Como calcular a indemnização por despedimento
Se foste despedido ou acreditas que podes vir a sê-lo, é fundamental conhecer a que indemnização tens direito. Em Portugal, o montante varia segundo o tipo de despedimento e a modalidade de contrato, com regras diferentes para despedimento ilícito, coletivo e por extinção de posto.
A indemnização por despedimento em Portugal depende do tipo de despedimento e da data de início do contrato de trabalho, uma vez que existem regras transitórias que se mantêm em vigor para contratos anteriores a novembro de 2011. A retribuição base e os diuturnidades são a base de cálculo, embora em alguns casos também se inclua a média das prestações regulares e periódicas.
Para contratos celebrados a partir de 1 de outubro de 2013, a indemnização base é de 12 dias de retribuição base e diuturnidades por cada ano completo de antiguidade, no caso de despedimento coletivo, por extinção do posto de trabalho ou por inadaptação.

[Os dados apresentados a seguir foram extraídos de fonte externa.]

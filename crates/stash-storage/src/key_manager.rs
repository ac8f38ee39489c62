use std::fmt;

use async_trait::async_trait;
use hmac::Hmac;
use rand::{rngs::OsRng, RngCore};
use sha2::Sha256;
use thiserror::Error;
use tokio::sync::OnceCell;
use tracing::debug;
use uuid::Uuid;
use zeroize::Zeroizing;

/// Length of the derived AES-256 key.
pub const KEY_LEN: usize = 32;
/// Default PBKDF2 iteration count.
pub const DEFAULT_KDF_ITERATIONS: u32 = 100_000;

const SEED_LEN: usize = 32;
const SALT_LEN: usize = 16;

/// Key material used for encryption at rest. Lives in memory only.
#[derive(Clone, PartialEq, Eq)]
pub struct KeyMaterial {
    /// Identifier for logging (never log key bytes).
    pub id: String,
    /// 256-bit symmetric key, zeroized on drop.
    pub bytes: Zeroizing<[u8; KEY_LEN]>,
}

impl fmt::Debug for KeyMaterial {
    fn fmt(&self, f: &mut fmt::Formatter<'_>) -> fmt::Result {
        f.debug_struct("KeyMaterial")
            .field("id", &self.id)
            .field("bytes", &"[REDACTED]")
            .finish()
    }
}

#[derive(Debug, Error, Clone, PartialEq, Eq)]
pub enum KeyError {
    #[error("cryptography primitive unavailable")]
    Unavailable,
    #[error("key derivation failed: {0}")]
    Derivation(String),
}

/// Source of the session encryption key.
#[async_trait]
pub trait KeyProvider: Send + Sync {
    /// Return the shared key, deriving it on first use.
    async fn get_or_create(&self) -> Result<KeyMaterial, KeyError>;

    /// Whether this provider can produce a key at all.
    fn is_available(&self) -> bool {
        true
    }
}

/// Derives one key per lifetime with PBKDF2-HMAC-SHA256 over OS-random seed
/// material and a random salt. Neither the seed nor the key is persisted, so
/// ciphertext sealed by one manager cannot be opened by the next one.
///
/// Concurrent first callers await a single shared derivation.
pub struct SessionKeyManager {
    iterations: u32,
    key: OnceCell<KeyMaterial>,
}

impl SessionKeyManager {
    pub fn new() -> Self {
        Self::with_iterations(DEFAULT_KDF_ITERATIONS)
    }

    pub fn with_iterations(iterations: u32) -> Self {
        Self {
            iterations: iterations.max(1),
            key: OnceCell::new(),
        }
    }

    /// Whether the key has been derived yet.
    pub fn is_initialized(&self) -> bool {
        self.key.initialized()
    }
}

impl Default for SessionKeyManager {
    fn default() -> Self {
        Self::new()
    }
}

#[async_trait]
impl KeyProvider for SessionKeyManager {
    async fn get_or_create(&self) -> Result<KeyMaterial, KeyError> {
        self.key
            .get_or_try_init(|| async { derive_key(self.iterations) })
            .await
            .cloned()
    }
}

/// Stands in for a platform without a cryptography primitive.
#[derive(Debug, Default, Clone, Copy)]
pub struct UnavailableKeyProvider;

#[async_trait]
impl KeyProvider for UnavailableKeyProvider {
    async fn get_or_create(&self) -> Result<KeyMaterial, KeyError> {
        Err(KeyError::Unavailable)
    }

    fn is_available(&self) -> bool {
        false
    }
}

fn derive_key(iterations: u32) -> Result<KeyMaterial, KeyError> {
    let mut seed = Zeroizing::new([0u8; SEED_LEN]);
    OsRng.fill_bytes(&mut seed[..]);
    let mut salt = [0u8; SALT_LEN];
    OsRng.fill_bytes(&mut salt);

    let mut bytes = Zeroizing::new([0u8; KEY_LEN]);
    pbkdf2::pbkdf2::<Hmac<Sha256>>(&seed[..], &salt, iterations, &mut bytes[..])
        .map_err(|e| KeyError::Derivation(e.to_string()))?;

    let id = format!("session-{}", Uuid::new_v4().simple());
    debug!(key_id = %id, iterations, "derived session key");
    Ok(KeyMaterial { id, bytes })
}

#[cfg(test)]
mod tests {
    use std::sync::Arc;

    use super::*;

    #[tokio::test]
    async fn manager_returns_same_key() {
        let manager = SessionKeyManager::with_iterations(10);
        assert!(!manager.is_initialized());

        let first = manager.get_or_create().await.unwrap();
        let second = manager.get_or_create().await.unwrap();

        assert!(manager.is_initialized());
        assert_eq!(first.bytes, second.bytes);
        assert_eq!(first.id, second.id);
    }

    #[tokio::test]
    async fn separate_managers_derive_distinct_keys() {
        let a = SessionKeyManager::with_iterations(10).get_or_create().await.unwrap();
        let b = SessionKeyManager::with_iterations(10).get_or_create().await.unwrap();
        assert_ne!(a.bytes, b.bytes);
    }

    #[tokio::test]
    async fn concurrent_first_use_shares_one_key() {
        let manager = Arc::new(SessionKeyManager::with_iterations(10));
        let (a, b) = tokio::join!(manager.get_or_create(), manager.get_or_create());
        assert_eq!(a.unwrap().bytes, b.unwrap().bytes);
    }

    #[tokio::test]
    async fn unavailable_provider_reports_missing_primitive() {
        let provider = UnavailableKeyProvider;
        assert!(!provider.is_available());
        let err = provider.get_or_create().await.expect_err("no crypto");
        assert_eq!(err, KeyError::Unavailable);
    }

    #[test]
    fn debug_redacts_key_bytes() {
        let material = derive_key(1).expect("derive");
        let rendered = format!("{material:?}");
        assert!(rendered.contains("REDACTED"));
        assert!(!rendered.contains(&format!("{:?}", &material.bytes[..4])));
    }
}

Para contratos celebrados entre novembro de 2011 e setembro de 2013, os primeiros 3 anos contam a 20 dias e os anos seguintes a 12 dias. Para contratos anteriores a novembro de 2011, todos os anos até essa data contam a 30 dias por ano.
No despedimento ilícito — aquele em que o tribunal considera que a empresa não tinha justa causa ou não cumpriu o procedimento legal —, o trabalhador tem direito a receber todos os salários que deixou de receber desde o despedimento até ao trânsito em julgado da decisão judicial (créditos intercalares), mais uma indemnização que o tribunal fixará entre 15 e 45 dias de retribuição base e diuturnidades por cada ano de antiguidade. O trabalhador pode também optar pela reintegração na empresa, salvo se o empregador se opuser e o tribunal considerar que a reintegração é gravemente prejudicial para a empresa.
O cálculo do salário diário para efeitos indemnizatórios é o passo prévio imprescindível. Divide-se a retribuição base mensal por 30 dias (ou a retribuição anual por 365 dias). Se o trabalhador ganha 1.500 euros mensais de retribuição base e tem 5 anos de antiguidade com um contrato pós-2013: 1.500 / 30 = 50 euros/dia × 12 dias × 5 anos = 3.000 euros de indemnização mínima.
O despedimento coletivo em Portugal ocorre quando, num período de três meses, a empresa despede 2 ou mais trabalhadores em empresas com menos de 50 trabalhadores, ou 5 ou mais em empresas maiores, por motivos estruturais, tecnológicos ou conjunturais. O processo é mais formal e implica a consulta aos representantes dos trabalhadores e a comunicação ao Ministério do Trabalho. A indemnização mínima é a mesma que no despedimento por extinção do posto, mas os acordos negociados costumam ser mais favoráveis.
No Brasil, o cálculo da rescisão contratual sem justa causa (equivalente ao despedimento) é diferente. O trabalhador tem direito a: saldo de salários, férias proporcionais acrescidas de um terço, décimo terceiro salário proporcional, aviso prévio (de 30 a 90 dias conforme a antiguidade) e multa do FGTS de 40% sobre o saldo do Fundo de Garantia do Tempo de Serviço. A multa de 40% sobre o FGTS é uma das principais componentes e pode representar um valor significativo para trabalhadores com muitos anos de empresa.
Antes de aceitar uma indemnização, é aconselhável consultar um advogado especializado em direito do trabalho ou os serviços jurídicos de um sindicato para verificar que o cálculo está correto, se existe ilicitude no despedimento e se existem outros créditos laborais em dívida, como subsídio de férias, subsídio de Natal ou banco de horas. Em Portugal, o prazo de prescrição dos créditos laborais é de um ano a contar da cessação do contrato de trabalho.